Testing the Physical Parameter Constraining Power of HCN and HNC with Neural Networks
Erica Behrens, Jeffrey G. Mangum, Mathilde Bouvier, Cosima Eibensteiner, Serena Viti
TL;DR
This work evaluates how well HCN and HNC transitions constrain molecular gas conditions in the NGC-253 CMZ, using ALMA/ALCHEMI data and a forward model that combines UCLCHEM chemistry, a neural-network surrogate, and RADEX radiative transfer within a Bayesian nested-sampling framework. By testing numerous subsets of the eight measured transitions, the authors quantify how transition count, energy range, and species mixing affect recovery of $T_K$, $n_{H_2}$, $\zeta$, $N_{H_2}$, and $\eta_{ff}$ across three representative regions, including a low-SNR case.

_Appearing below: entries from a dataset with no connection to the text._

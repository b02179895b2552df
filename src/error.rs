use thiserror::Error;

/// 评分平台交互错误
#[derive(Debug, Error)]
pub enum PlatformError {
    /// 网络请求失败
    #[error("请求失败 ({endpoint}): {source}")]
    RequestFailed {
        endpoint: String,
        #[source]
        source: reqwest::Error,
    },
    /// 登录没有触发跳转
    #[error("登录失败 (状态码 {status})")]
    LoginRejected { status: u16, body: String },
    /// 页面中找不到防伪 token
    #[error("页面中找不到 {what}")]
    TokenNotFound { what: &'static str },
    /// 上传后跳回了课程页或提交列表页
    #[error("上传被拒绝 (状态码 {status}, 跳转到 {url})")]
    UploadRejected { status: u16, url: String, body: String },
    /// 接口返回非成功状态码或内容不符合约定
    #[error("{endpoint} 返回错误响应 (状态码 {status})")]
    BadResponse {
        endpoint: String,
        status: u16,
        body: String,
    },
    /// 跳转次数过多
    #[error("跳转次数过多: {url}")]
    TooManyRedirects { url: String },
    /// 读取待上传文件失败
    #[error("读取文件失败 ({path}): {source}")]
    FileReadFailed {
        path: String,
        #[source]
        source: std::io::Error,
    },
    /// JSON 解析失败
    #[error("JSON解析失败: {0}")]
    JsonParseFailed(#[from] serde_json::Error),
}

impl PlatformError {
    pub fn request_failed(endpoint: impl Into<String>, source: reqwest::Error) -> Self {
        PlatformError::RequestFailed {
            endpoint: endpoint.into(),
            source,
        }
    }

    /// 平台返回的原始响应体（用于诊断输出）
    pub fn raw_response(&self) -> Option<&str> {
        match self {
            PlatformError::LoginRejected { body, .. }
            | PlatformError::UploadRejected { body, .. }
            | PlatformError::BadResponse { body, .. } => Some(body.as_str()),
            _ => None,
        }
    }
}

/// 平台交互结果类型
pub type PlatformResult<T> = Result<T, PlatformError>;

/// 自动分页失败
#[derive(Debug, Error, PartialEq, Eq)]
pub enum PageAssignError {
    #[error("PDF 只有 {pages} 页，少于 {expected} 道题")]
    TooFewPages { pages: usize, expected: usize },
    #[error("第一页开头没有找到 Problem 1")]
    FirstProblemMissing,
    #[error("只找到 {found} 道题，应有 {expected} 道")]
    TooFewGroups { found: usize, expected: usize },
    #[error("无法读取 PDF: {0}")]
    Unreadable(String),
    #[error("平台页列表中没有第 {page} 页")]
    PageIdMissing { page: usize },
}

impl PageAssignError {
    /// 展示给学生的说明
    pub fn student_message(&self) -> String {
        match self {
            PageAssignError::TooFewPages { .. } => "We could not automatically assign pages to your uploaded PDF as there were less pages than assigned questions. Please make sure you're using the assigned template.".to_string(),
            PageAssignError::FirstProblemMissing => "We could not automatically assign pages to your uploaded PDF as Problem 1 was not found on the first page. Please make sure you're using the assigned template or contact the course staff.".to_string(),
            PageAssignError::TooFewGroups { found, .. } => format!("We could not automatically assign pages to your uploaded PDF as we only found {} problems in it. Please make sure you're using the assigned template or contact the course staff.", found),
            PageAssignError::Unreadable(_) => "We could not read the compiled PDF to assign pages automatically. Please assign pages manually or contact the course staff.".to_string(),
            PageAssignError::PageIdMissing { .. } => "Failed to get pages in JSON format from Gradescope. Please try again or contact the course staff.".to_string(),
        }
    }
}

/// 评分已终止
///
/// 返回这个错误之前，失败原因已经以可见测试写进了 results.json，
/// 调用方只需要以非零状态退出。
#[derive(Debug, Error)]
#[error("评分在「{stage}」阶段终止")]
pub struct Halted {
    pub stage: &'static str,
}

impl Halted {
    pub fn at(stage: &'static str) -> Self {
        Self { stage }
    }
}

#[cfg(test)]
mod tests {
    use super::*;

    #[test]
    fn test_raw_response_only_for_http_failures() {
        let err = PlatformError::BadResponse {
            endpoint: "/x".into(),
            status: 500,
            body: "{\"error\":1}".into(),
        };
        assert_eq!(err.raw_response(), Some("{\"error\":1}"));
        assert_eq!(
            PlatformError::TokenNotFound { what: "csrf-token" }.raw_response(),
            None
        );
    }

    #[test]
    fn test_too_few_groups_message_mentions_count() {
        let err = PageAssignError::TooFewGroups {
            found: 2,
            expected: 4,
        };
        assert!(err.student_message().contains("only found 2 problems"));
    }
}
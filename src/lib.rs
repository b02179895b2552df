//! # TeX Autograder
//!
//! 在评分容器里编译学生提交的 LaTeX 作业、分析编译日志、
//! 把 PDF 上传到 Gradescope 并自动分页，最后合并各检查器的测试结果。
//!
//! ## 架构设计
//!
//! ### ① 基础设施层（Infrastructure）
//! - `infrastructure/` - 持有外部资源，只暴露能力
//! - `ResultsFile` - results.json 的读写（原子替换）
//! - `LatexToolchain` - latexmk / 日志分析工具
//! - `PdfDocument` - 逐页读取 PDF 文本
//!
//! ### ② 平台客户端（Clients）
//! - `GradingPlatform` - 评分平台能力：登录、上传、轮询、取页、分页
//! - `GradescopeClient` - 基于网页表单和 cookie 会话的实现
//!
//! ### ③ 业务能力层（Services）
//! - `CompileRunner` - 选源文件、去掉 draft、编译并判断致命错误
//! - `LogAnalyzer` - 警告统计与对应测试
//! - `page_assigner` - 按 "Problem N" 划分页
//! - `ResultMerger` - 合并证明检查器和排版检查器的输出
//!
//! ### ④ 流程层（Workflow）
//! - `GradeFlow` - 编译评分，再按配置上传
//! - `UploadFlow` - 上传状态机（登录 → 上传 → 轮询 → 分页）
//!
//! ### ⑤ 编排层（Orchestration）
//! - `App` - 持有配置，分派 grade / merge 子命令

pub mod clients;
pub mod config;
pub mod error;
pub mod infrastructure;
pub mod models;
pub mod orchestrator;
pub mod services;
pub mod utils;
pub mod workflow;

// 重新导出常用类型
pub use config::{AutograderPaths, Config, PollPolicy, Secrets, Settings};
pub use error::{Halted, PageAssignError, PlatformError, PlatformResult};
pub use models::{CheckerOutput, ResultSet, TestResult, TestStatus, Visibility};
pub use orchestrator::{App, MergeRequest};
pub use workflow::{GradeFlow, UploadFlow, UploadState};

They find that single transitions perform poorly, while combinations spanning low and high $E_u$ from both species—especially including HCN/HNC $1-0$ and higher-$J$ lines—more reliably reproduce the full-transition control results; CRIR in particular requires multi-species constraints across the energy ladder. The study provides practical guidance for designing molecular-line observations to diagnose gas conditions in starburst environments and demonstrates a scalable inference framework that can be extended to other galaxies and chemical networks.
Abstract
We quantify the utility of HCN and HNC to characterize gas conditions in the nearby starburst galaxy NGC 253. We use measurements from the Atacama Large Millimeter/Submillimeter Array (ALMA) Large Program ALCHEMI: the ALMA Comprehensive High-resolution Molecular Inventory. Using different subsets of the eight total HCN and HNC transitions measured by ALCHEMI, we test the number and combinations of transitions necessary for constraining the temperature, H$_2$ volume and column densities, cosmic-ray ionization rate, and beam-filling factor in three representative regions within NGC 253. We use these combinations of HCN and HNC transitions to constrain chemical and radiative transfer models and infer the gas conditions using a Bayesian nested sampling algorithm combined with neural network models for increased efficiency. By comparing the shapes of the resulting posterior distributions, as well as the medians and uncertainties for each gas parameter, from each test case to what we obtain with the full set of eight transitions (the control), we quantify how well each test reproduces the control. We find that multiple transitions each of both molecules are required to obtain a median parameter value within a factor of 2 of the control with an uncertainty less than 2-3 times that of the control. We also find that transition combinations that feature a range of upper-state energies are most effective. We show that single transitions, such as HCN J = 1-0 or 3-2, are among the worst-performing combinations and result in parameter values up to an order of magnitude different than the control.